Cold Mountain comprises the interwoven narratives of a Confederate soldier named Inman and his intended, a young woman named Ada Monroe. Wounded at Petersburg and transferred to a Tennessee hospital in the summer of 1864, Inman deserts and heads for his home in the mountains of North Carolina. His journey is fraught with adventures and pitfalls, with curious characters who unburden their stories to him, and with villains whose aim is to recapture and make him fight again.
Meanwhile, Ada, the well-born daughter of a Charleston minister whose mission took him to Cold Mountain, struggles to reconstruct her life after her father's death, opting to remain at her remote farm in the lee of the mountain rather than return to the city dependent upon her father's friends. Joined by a tough local girl named Ruby, Ada comes to value nature and its gifts, the fruits of hard labor and the intensity of the seasons. As the lovers' reunion approaches, both are aware of their internal (and external) transformations, irrevocable changes that reflect those of the country in which they live.
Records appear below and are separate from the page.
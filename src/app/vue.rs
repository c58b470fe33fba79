// src/app/vue.rs
//
// Vue (UI egui) — natif + web
// ---------------------------
// Objectifs :
// - Même AppArbre (etat.rs) pour natif + wasm
// - Clavier : Enter résout (quand le champ est focus), Escape efface (app.rs)
// - Résultat / erreur / arbre lus depuis l’issue courante, jamais stockés ici
// - Arbre : zoom molette/pincement + déplacement au glisser
//
// Note :
// - La vue ne parse rien : elle transmet le texte tel quel à etat.rs

use eframe::egui;

use crate::moteur::{Issue, NatureEchec};

use super::dessin::{disposer, Dessin};
use super::disposition::{AdaptateurDisposition, Geometrie, Orientation, Origine, StyleLien};
use super::etat::AppArbre;
use super::noeud::visuel_noeud;

/// Hauteur minimale de la zone de l’arbre (px).
const HAUTEUR_MIN_ARBRE: f32 = 320.0;

/// Place réservée aux boutons à droite du champ.
const LARGEUR_BOUTONS: f32 = 200.0;

/// Sensibilité de la molette pour le zoom.
const ZOOM_PAR_PIXEL: f32 = 0.002;

const COULEUR_LIEN: egui::Color32 = egui::Color32::from_rgb(0x94, 0xa3, 0xb8);

impl AppArbre {
    /// UI principale : à appeler depuis eframe::App::update(...)
    pub fn ui(&mut self, ui: &mut egui::Ui) {
        ui.spacing_mut().item_spacing = egui::vec2(6.0, 6.0);

        ui.heading("Arbre d’équation");
        ui.add_space(6.0);

        self.ui_entree(ui);
        self.ui_etat_moteur(ui);

        ui.add_space(8.0);
        ui.separator();
        ui.add_space(8.0);

        self.ui_issue(ui);

        ui.add_space(8.0);

        self.ui_arbre(ui);
    }

    fn ui_entree(&mut self, ui: &mut egui::Ui) {
        ui.label("Équation :");

        ui.horizontal(|ui| {
            let resp = ui.add(
                egui::TextEdit::singleline(&mut self.entree)
                    .desired_width((ui.available_width() - LARGEUR_BOUTONS).max(120.0))
                    .hint_text("Ex: 2 * (x + 5) = 20")
                    .id_salt("entree_equation")
                    .code_editor(),
            );

            if self.focus_entree {
                resp.request_focus();
                self.focus_entree = false;
            }

            // Enter : seulement si le champ avait le focus (TextEdit le perd sur Enter)
            let enter = ui.input(|i| i.key_pressed(egui::Key::Enter));
            if resp.lost_focus() && enter {
                self.soumettre_entree();
            }

            let pret = self.moteur.est_pret();
            let resoudre = ui
                .add_enabled(pret, egui::Button::new("Résoudre").min_size(egui::vec2(64.0, 30.0)))
                .on_disabled_hover_text("Moteur pas encore disponible");
            if resoudre.clicked() {
                self.soumettre_entree();
            }

            // Contrat: C = entrée seulement ; AC = tout
            self.bouton_action(ui, "C", "Efface seulement l’entrée", Action::ClearEntree);
            self.bouton_action(ui, "AC", "Remise à zéro totale", Action::ResetTotal);
        });
    }

    fn ui_etat_moteur(&self, ui: &mut egui::Ui) {
        if self.moteur.en_chargement() {
            ui.horizontal(|ui| {
                ui.spinner();
                ui.weak("Chargement du moteur…");
            });
        } else if !self.moteur.est_pret() {
            ui.weak("Moteur indisponible : la résolution est désactivée.");
        }
    }

    fn ui_issue(&self, ui: &mut egui::Ui) {
        let resultat = self.resultat_affiche();
        if !resultat.is_empty() {
            ui.horizontal(|ui| {
                ui.strong("Résultat :");
                ui.monospace(resultat);
            });
        }

        let erreur = self.erreur_affichee();
        if !erreur.is_empty() {
            let couleur = match self.issue() {
                Issue::Echec { nature: NatureEchec::ReponseInattendue, .. } => {
                    ui.visuals().warn_fg_color
                }
                _ => ui.visuals().error_fg_color,
            };
            ui.colored_label(couleur, erreur);
        }
    }

    fn ui_arbre(&mut self, ui: &mut egui::Ui) {
        let generation = self.generation();
        let (Some(arbre), disposition) = self.arbre_et_disposition() else {
            return;
        };

        Self::ui_options_arbre(ui, disposition);

        let taille = egui::vec2(
            ui.available_width(),
            ui.available_height().max(HAUTEUR_MIN_ARBRE),
        );
        let (resp, painter) = ui.allocate_painter(taille, egui::Sense::click_and_drag());
        let cadre = resp.rect;

        painter.rect_filled(cadre, 4.0, ui.visuals().extreme_bg_color);

        let geometrie = Geometrie {
            largeur: cadre.width(),
            hauteur: cadre.height(),
        };
        disposition.actualiser(Some(geometrie), generation);

        // --- interactions (zoom + déplacement) ---
        if resp.hovered() {
            let (pincement, molette) = ui.input(|i| (i.zoom_delta(), i.smooth_scroll_delta.y));
            let facteur = pincement * (molette * ZOOM_PAR_PIXEL).exp();
            if facteur != 1.0 {
                disposition.zoomer(facteur);
            }
        }
        if resp.dragged() {
            let d = resp.drag_delta();
            disposition.deplacer(d.x, d.y);
        }
        if resp.double_clicked() {
            disposition.recentrer();
        }

        // --- dessin ---
        let locale = disposition.origine_effective();
        let origine = Origine {
            x: cadre.min.x + locale.x,
            y: cadre.min.y + locale.y,
        };
        let zoom = disposition.zoom();
        let dessin = disposer(arbre, &disposition.parametres, origine, zoom);

        Self::peindre(&painter, &dessin, zoom);
    }

    /// Sens de l’arbre + forme des liens.
    fn ui_options_arbre(ui: &mut egui::Ui, disposition: &mut AdaptateurDisposition) {
        let p = &mut disposition.parametres;
        ui.horizontal(|ui| {
            ui.label("Sens :");
            ui.selectable_value(&mut p.orientation, Orientation::Verticale, "Vertical");
            ui.selectable_value(&mut p.orientation, Orientation::Horizontale, "Horizontal");

            ui.separator();

            ui.label("Liens :");
            ui.selectable_value(&mut p.style_lien, StyleLien::Marche, "En marche");
            ui.selectable_value(&mut p.style_lien, StyleLien::Droit, "Droits");

            ui.separator();
            ui.weak("molette : zoom · glisser : déplacer · double-clic : recentrer");
        });
    }

    fn peindre(painter: &egui::Painter, dessin: &Dessin<'_>, zoom: f32) {
        let trait_lien = egui::Stroke::new(1.5, COULEUR_LIEN);
        for lien in &dessin.liens {
            for segment in lien.points.windows(2) {
                painter.line_segment([segment[0], segment[1]], trait_lien);
            }
        }

        // nœuds après les liens : les boîtes recouvrent les extrémités
        for place in &dessin.noeuds {
            let v = visuel_noeud(place.noeud);
            let boite =
                egui::Rect::from_center_size(place.centre, egui::vec2(v.largeur, v.hauteur) * zoom);
            let arrondi = (f32::from(v.arrondi) * zoom).round() as u8;

            painter.rect(
                boite,
                arrondi,
                v.fond,
                egui::Stroke::new(v.epaisseur_bord * zoom, v.bord),
                egui::StrokeKind::Inside,
            );
            painter.text(
                place.centre,
                egui::Align2::CENTER_CENTER,
                &v.libelle,
                egui::FontId::proportional(v.taille_texte * zoom),
                v.couleur_texte,
            );
        }
    }

    fn bouton_action(&mut self, ui: &mut egui::Ui, label: &str, tip: &str, action: Action) {
        let resp = ui
            .add_sized([56.0, 30.0], egui::Button::new(label))
            .on_hover_text(tip);

        if resp.clicked() {
            match action {
                Action::ClearEntree => self.clear_entree(),
                Action::ResetTotal => self.reset_total(),
            }
            self.focus_entree = true;
        }
    }
}

#[derive(Clone, Copy, Debug)]
enum Action {
    ClearEntree,
    ResetTotal,
}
Their stories, in spite of the overlapping menace of the war, are very different. Inman's is emphatically picaresque, a progression of grotesque and fantastic encounters reminiscent of Fielding or Richardson. He saves a woman from a murderous preacher; he falls into the clutches of a bloated fellow named Junior and his harem of sluttish women, who turn him over to the Home Guard; he stumbles upon a goat-keeping hermit woman who heals his wounds; he takes refuge in the home of a frail widow and saves her and her infant from marauding Federals. Inman moves through these adventures like a cipher, alternately a hero and a victim of action.
Ada's chapters, focused on the farm and her reflections upon it, and upon her growing friendship with Ruby, form a more contemporary tale, the exploration of a woman's psychological development in communion with the stable but seasonal natural world in which she is immersed. Ada and Inman's union is, in a sense, the literary confrontation of history and the present. Readers impatient with the relentless linearity of Inman's progress will find respite in Ada's concentric growth, and vice versa.
Throughout, Frazier has adopted an antiquated style to authenticate the 19th-century Southern world. His locutions sound unnatural to the contemporary ear—"There was scant humidity in the air for a change and all the colors and edges of things seemed crisp beyond the natural"—and his vocabulary thrills in its oddity. He has captured his characters' lost quotidian speech, and the novel's pages are peppered with words such as "hinnies," "spavins," and "taliped."
This rhetorical analepsis alone makes Cold Mountain an exciting work of fiction, but Frazier's prose, consistent and precise, goes further. He writes evocatively about the region's flora and fauna and about man's relationship to it. When Ada observes a heron, he notes that "the beak of it was black on top and yellow underneath, and the light shone off it with muted sheen as from satin or chipped flint." When Inman encounters a catfish, Frazier records: "It was stout as a tub. It was ugly in the face with its tiny eyes and pale barbels run out from its mouth and wagging in the current. Its lower jaw was set back to make sucking up bottom trash easier, and its back was greeny black and gritty-looking." The use of plants for medicinal purposes, the calculation of time and seasons by the movement of the stars, the foraging for and preparation of food—all are reconstructed and conveyed in meticulous detail. Cold Mountain delights, above all, as an exceedingly free natural history, in which Frazier's characters learn and live by their surroundings.
What disappoints, in this fine debut, is its cinematic conclusion, a carefully contrived display of the bittersweet. It is an ending that relies unabashedly on the conventions of romance; and while Frazier has drawn on other literary conventions—the picaresque and the psychological novel—one might have hoped that their daring conflation would produce a less predictable result. This said, the fate of Frazier's human protagonists is not, perhaps, so important. He notes that "Inman had seen so much death it had come to seem a random thing entirely," and the narrative reinforces this sentiment. Ultimately, it is not the people who endure but the locale: Cold Mountain is the novel's true core and, fittingly, its title.